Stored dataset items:
^^^^^^^^

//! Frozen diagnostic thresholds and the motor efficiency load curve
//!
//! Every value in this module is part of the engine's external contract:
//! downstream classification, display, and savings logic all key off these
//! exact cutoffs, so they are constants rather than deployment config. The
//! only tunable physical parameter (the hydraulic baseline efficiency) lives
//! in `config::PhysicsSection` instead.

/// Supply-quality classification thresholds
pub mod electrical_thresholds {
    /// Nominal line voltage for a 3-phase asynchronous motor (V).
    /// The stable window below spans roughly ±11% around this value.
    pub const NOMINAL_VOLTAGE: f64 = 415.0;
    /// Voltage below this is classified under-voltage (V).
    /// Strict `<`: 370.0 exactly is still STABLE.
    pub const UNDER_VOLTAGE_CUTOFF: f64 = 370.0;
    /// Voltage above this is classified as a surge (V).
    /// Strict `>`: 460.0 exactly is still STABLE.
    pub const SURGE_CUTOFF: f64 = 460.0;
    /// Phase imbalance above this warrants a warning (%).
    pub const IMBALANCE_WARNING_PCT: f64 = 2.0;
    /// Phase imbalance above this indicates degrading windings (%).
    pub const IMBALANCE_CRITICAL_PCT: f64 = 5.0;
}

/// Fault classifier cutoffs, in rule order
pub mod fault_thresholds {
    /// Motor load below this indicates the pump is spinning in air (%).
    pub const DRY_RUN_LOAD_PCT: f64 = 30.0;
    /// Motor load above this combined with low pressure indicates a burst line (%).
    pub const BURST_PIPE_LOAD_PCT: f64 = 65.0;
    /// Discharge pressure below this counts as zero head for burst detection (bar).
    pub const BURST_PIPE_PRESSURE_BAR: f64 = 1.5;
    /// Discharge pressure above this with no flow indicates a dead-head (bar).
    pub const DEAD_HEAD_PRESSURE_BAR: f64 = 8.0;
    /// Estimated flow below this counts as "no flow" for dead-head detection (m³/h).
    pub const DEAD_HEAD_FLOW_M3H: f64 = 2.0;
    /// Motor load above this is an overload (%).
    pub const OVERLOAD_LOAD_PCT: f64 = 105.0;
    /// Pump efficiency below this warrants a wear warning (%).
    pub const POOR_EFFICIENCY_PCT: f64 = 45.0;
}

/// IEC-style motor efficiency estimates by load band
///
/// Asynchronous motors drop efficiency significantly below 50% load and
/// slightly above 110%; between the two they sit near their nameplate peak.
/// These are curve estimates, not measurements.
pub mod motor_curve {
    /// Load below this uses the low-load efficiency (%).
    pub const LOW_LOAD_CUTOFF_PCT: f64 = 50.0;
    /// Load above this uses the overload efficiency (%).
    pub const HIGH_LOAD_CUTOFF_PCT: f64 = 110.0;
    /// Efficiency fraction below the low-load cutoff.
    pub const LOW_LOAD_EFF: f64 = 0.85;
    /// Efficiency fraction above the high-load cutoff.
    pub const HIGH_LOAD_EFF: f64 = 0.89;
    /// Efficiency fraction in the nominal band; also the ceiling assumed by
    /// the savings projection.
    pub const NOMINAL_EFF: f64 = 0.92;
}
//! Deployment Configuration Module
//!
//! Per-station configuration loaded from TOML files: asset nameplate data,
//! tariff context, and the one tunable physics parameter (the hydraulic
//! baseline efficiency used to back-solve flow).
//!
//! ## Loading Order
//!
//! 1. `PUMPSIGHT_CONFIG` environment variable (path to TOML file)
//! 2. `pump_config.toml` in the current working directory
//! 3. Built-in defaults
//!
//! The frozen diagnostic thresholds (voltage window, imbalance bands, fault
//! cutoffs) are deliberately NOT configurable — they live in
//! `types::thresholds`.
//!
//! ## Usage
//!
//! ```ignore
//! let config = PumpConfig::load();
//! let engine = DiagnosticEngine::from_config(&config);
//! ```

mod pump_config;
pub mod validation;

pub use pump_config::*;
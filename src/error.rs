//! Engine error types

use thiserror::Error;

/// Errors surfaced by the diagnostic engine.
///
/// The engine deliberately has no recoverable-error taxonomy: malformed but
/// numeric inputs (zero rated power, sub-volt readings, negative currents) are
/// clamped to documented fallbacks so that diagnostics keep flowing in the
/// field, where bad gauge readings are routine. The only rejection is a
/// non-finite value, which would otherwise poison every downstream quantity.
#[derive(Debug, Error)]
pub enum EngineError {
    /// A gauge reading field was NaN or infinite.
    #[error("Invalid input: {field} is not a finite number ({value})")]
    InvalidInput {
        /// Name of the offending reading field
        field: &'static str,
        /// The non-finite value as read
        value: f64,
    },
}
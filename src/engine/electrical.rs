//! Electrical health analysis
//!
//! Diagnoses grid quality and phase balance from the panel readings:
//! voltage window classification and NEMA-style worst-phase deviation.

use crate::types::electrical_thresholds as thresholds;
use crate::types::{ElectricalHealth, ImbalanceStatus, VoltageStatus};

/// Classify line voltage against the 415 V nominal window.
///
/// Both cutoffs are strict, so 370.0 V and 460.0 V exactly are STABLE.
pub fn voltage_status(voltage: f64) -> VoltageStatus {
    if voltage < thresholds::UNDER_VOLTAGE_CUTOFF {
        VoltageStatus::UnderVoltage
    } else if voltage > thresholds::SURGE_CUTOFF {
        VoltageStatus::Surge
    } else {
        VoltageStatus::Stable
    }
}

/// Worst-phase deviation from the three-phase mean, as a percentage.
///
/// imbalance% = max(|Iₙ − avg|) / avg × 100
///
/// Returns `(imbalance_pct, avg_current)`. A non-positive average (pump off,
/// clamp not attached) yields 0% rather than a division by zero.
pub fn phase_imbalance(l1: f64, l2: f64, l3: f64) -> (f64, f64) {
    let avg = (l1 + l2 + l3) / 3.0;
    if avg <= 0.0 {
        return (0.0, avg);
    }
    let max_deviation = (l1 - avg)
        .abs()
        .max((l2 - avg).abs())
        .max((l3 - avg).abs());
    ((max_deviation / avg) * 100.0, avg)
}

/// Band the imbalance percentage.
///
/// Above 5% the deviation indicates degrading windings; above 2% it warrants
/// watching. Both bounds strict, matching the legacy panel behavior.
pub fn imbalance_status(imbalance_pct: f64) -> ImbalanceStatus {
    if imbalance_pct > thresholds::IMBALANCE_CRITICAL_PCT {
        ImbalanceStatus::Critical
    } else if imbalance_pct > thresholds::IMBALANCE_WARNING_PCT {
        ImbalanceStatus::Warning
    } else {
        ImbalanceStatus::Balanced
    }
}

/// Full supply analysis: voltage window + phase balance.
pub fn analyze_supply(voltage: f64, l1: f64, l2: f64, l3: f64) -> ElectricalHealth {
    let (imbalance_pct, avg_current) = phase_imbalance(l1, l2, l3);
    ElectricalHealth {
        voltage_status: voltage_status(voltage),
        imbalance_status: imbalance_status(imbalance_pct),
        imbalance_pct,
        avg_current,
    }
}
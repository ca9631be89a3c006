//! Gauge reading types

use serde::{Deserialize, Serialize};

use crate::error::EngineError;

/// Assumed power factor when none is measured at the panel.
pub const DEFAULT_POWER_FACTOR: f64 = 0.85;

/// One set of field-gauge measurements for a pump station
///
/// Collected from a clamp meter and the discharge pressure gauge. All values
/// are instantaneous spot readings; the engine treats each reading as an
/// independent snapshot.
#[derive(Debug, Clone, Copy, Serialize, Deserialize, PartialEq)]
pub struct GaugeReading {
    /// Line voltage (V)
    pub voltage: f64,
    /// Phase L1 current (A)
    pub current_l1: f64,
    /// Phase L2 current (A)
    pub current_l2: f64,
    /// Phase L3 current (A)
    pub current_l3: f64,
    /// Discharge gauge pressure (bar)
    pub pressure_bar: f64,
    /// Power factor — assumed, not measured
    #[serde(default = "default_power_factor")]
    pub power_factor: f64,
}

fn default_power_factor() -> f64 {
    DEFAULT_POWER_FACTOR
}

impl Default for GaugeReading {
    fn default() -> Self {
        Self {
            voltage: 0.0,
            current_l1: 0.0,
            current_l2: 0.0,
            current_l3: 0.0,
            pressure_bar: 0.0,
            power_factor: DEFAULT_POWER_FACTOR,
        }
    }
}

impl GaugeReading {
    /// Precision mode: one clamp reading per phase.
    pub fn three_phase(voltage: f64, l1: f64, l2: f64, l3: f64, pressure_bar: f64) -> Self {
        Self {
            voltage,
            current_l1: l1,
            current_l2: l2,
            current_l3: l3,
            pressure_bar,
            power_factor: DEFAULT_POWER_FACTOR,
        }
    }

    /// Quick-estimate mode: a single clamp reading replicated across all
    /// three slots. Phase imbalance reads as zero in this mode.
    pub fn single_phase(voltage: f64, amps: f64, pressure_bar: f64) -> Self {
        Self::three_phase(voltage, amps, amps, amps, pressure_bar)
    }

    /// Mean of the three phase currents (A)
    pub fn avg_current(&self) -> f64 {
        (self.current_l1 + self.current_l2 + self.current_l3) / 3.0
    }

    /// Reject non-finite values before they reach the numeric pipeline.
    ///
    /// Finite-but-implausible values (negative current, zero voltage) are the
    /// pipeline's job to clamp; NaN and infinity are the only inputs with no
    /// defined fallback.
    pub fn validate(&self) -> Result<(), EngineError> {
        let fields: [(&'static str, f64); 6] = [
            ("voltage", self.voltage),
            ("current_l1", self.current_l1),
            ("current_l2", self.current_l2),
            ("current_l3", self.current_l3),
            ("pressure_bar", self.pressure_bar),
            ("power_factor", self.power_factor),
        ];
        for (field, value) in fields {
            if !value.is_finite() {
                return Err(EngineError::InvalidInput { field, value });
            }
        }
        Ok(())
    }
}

^^^^^^^^

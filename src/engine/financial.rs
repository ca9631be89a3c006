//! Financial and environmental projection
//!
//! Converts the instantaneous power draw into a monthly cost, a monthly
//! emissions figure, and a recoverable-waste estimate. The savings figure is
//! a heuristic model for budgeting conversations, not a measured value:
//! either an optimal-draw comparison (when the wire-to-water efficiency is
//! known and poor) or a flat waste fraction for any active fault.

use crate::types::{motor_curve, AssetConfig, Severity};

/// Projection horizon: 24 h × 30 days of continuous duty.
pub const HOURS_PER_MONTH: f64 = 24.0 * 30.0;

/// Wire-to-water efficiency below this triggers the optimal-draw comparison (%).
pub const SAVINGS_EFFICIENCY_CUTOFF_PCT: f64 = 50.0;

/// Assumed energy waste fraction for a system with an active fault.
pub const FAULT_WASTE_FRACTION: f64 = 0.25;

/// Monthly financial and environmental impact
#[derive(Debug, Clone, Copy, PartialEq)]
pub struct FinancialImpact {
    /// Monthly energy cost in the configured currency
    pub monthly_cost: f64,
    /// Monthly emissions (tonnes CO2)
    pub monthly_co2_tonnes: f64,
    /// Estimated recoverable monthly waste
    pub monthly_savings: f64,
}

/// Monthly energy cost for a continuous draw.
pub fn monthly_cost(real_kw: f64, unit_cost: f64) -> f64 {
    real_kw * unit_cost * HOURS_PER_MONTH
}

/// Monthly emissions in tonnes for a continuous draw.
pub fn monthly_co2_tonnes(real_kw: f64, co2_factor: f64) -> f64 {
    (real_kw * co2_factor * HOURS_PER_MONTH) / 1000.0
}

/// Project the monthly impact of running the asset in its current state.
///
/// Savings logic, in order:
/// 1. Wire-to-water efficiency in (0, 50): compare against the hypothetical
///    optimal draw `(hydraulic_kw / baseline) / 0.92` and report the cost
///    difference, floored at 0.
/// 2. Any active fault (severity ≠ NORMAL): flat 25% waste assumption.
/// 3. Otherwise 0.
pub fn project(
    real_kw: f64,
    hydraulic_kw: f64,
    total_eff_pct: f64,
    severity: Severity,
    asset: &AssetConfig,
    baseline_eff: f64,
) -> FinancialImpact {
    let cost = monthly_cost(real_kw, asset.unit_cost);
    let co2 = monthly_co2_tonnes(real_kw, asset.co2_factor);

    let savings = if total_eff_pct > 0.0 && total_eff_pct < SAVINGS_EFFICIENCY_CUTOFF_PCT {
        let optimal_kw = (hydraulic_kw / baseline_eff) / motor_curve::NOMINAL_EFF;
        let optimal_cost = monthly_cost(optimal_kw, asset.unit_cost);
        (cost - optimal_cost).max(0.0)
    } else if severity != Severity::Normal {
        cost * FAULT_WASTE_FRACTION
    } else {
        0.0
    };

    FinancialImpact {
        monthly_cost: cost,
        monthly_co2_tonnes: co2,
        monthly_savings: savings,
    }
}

^^^^^^^^

Go through the entries above and copy every line containing "still".

Reply to the exercise
    /// Strict `<`: 370.0 exactly is still STABLE.
    /// Strict `>`: 460.0 exactly is still STABLE.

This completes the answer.